(THE DATA begins)

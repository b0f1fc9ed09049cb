//! Campaign worker binary.
//!
//! Usage: `shorts-worker <manifest.json>`. Prints the render result as JSON.

use anyhow::Context;
use std::path::PathBuf;
use std::sync::Arc;
use tracing::{error, info};
use tracing_subscriber::{fmt, prelude::*, EnvFilter};

use shorts_media::{cancel_pair, ProcessRunner};
use shorts_worker::{load_manifest, CampaignPipeline, ShortsConfig};

#[tokio::main]
async fn main() -> anyhow::Result<()> {
    // Load environment variables
    dotenvy::dotenv().ok();

    init_tracing();

    let manifest_path: PathBuf = std::env::args()
        .nth(1)
        .map(PathBuf::from)
        .context("usage: shorts-worker <manifest.json>")?;

    info!("Starting shorts-worker");

    let config = ShortsConfig::from_env();
    info!("Worker config: {:?}", config);

    let manifest = load_manifest(&manifest_path)
        .await
        .with_context(|| format!("failed to load {}", manifest_path.display()))?;

    let pipeline = CampaignPipeline::new(config, Arc::new(ProcessRunner::new()))
        .context("failed to build pipeline")?;

    let (cancel_handle, cancel) = cancel_pair();
    tokio::spawn(async move {
        if tokio::signal::ctrl_c().await.is_ok() {
            info!("Received shutdown signal, cancelling campaign");
            cancel_handle.cancel();
        }
    });

    match pipeline.run(&manifest, &cancel).await {
        Ok(result) => {
            println!("{}", serde_json::to_string_pretty(&result)?);
            Ok(())
        }
        Err(e) if e.is_cancelled() => {
            error!("Campaign {} cancelled", manifest.campaign_id);
            std::process::exit(130);
        }
        Err(e) => Err(e).context(format!("campaign {} failed", manifest.campaign_id)),
    }
}

/// Colored output for dev, JSON for production.
fn init_tracing() {
    let use_json = std::env::var("LOG_FORMAT")
        .map(|v| v.to_lowercase() == "json")
        .unwrap_or(false);

    let env_filter = EnvFilter::try_from_default_env()
        .unwrap_or_else(|_| EnvFilter::new("info,shorts_media=info,shorts_speech=info"));

    if use_json {
        tracing_subscriber::registry()
            .with(fmt::layer().json())
            .with(env_filter)
            .init();
    } else {
        tracing_subscriber::registry()
            .with(
                fmt::layer()
                    .with_ansi(true)
                    .with_target(true)
                    .with_thread_ids(false)
                    .with_file(false)
                    .with_line_number(false),
            )
            .with(env_filter)
            .init();
    }
}
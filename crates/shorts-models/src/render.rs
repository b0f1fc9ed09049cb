//! Campaign render result models.

use schemars::JsonSchema;
use serde::{Deserialize, Serialize};
use std::path::PathBuf;

/// A recovered problem that changed the output but did not fail the campaign.
#[derive(Debug, Clone, PartialEq, Serialize, Deserialize, JsonSchema)]
#[serde(tag = "kind", rename_all = "snake_case")]
pub enum RenderWarning {
    /// Narration synthesis failed; silence of this length was used
    SynthesisFallback { scene_index: u32, duration_sec: f64 },
    /// Word alignment fell back to uniform slicing
    AlignmentFallback { scene_index: u32 },
    /// Scene was left out because it had no laundered clip
    SceneWithoutClip { scene_index: u32 },
    /// Scene was shortened to stay under the duration ceiling
    TruncatedByCeiling {
        scene_index: u32,
        requested_sec: f64,
        used_sec: f64,
    },
    /// Scene did not fit under the duration ceiling at all
    CutByCeiling { scene_index: u32 },
    /// Narration file was missing at render time; silence was used
    NarrationMissing { scene_index: u32 },
    /// Subtitles could not be built; the video has none burned in
    SubtitlesOmitted { reason: String },
    /// Hardware encoding failed and the software encoder was used
    EncoderFallback { stage: String },
    /// A source clip could not be laundered
    LaunderFailed { source: PathBuf, reason: String },
}

/// The deliverable of one campaign render.
#[derive(Debug, Clone, Serialize, Deserialize, JsonSchema)]
pub struct CampaignRenderResult {
    pub final_video_path: PathBuf,
    pub duration_seconds: f64,
    pub size_bytes: u64,
    #[serde(default)]
    pub warnings: Vec<RenderWarning>,
}

impl CampaignRenderResult {
    /// True when any fallback shaped the output ("successful with warnings").
    pub fn is_degraded(&self) -> bool {
        !self.warnings.is_empty()
    }

    pub fn push_warning(&mut self, warning: RenderWarning) {
        self.warnings.push(warning);
    }
}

(THE DATA ends)

- TASK GOAL -
For each line of the entries that holds the word "self", pull that line out.

- ANSWER AREA -
    pub fn is_degraded(&self) -> bool {
        !self.warnings.is_empty()
    pub fn push_warning(&mut self, warning: RenderWarning) {
        self.warnings.push(warning);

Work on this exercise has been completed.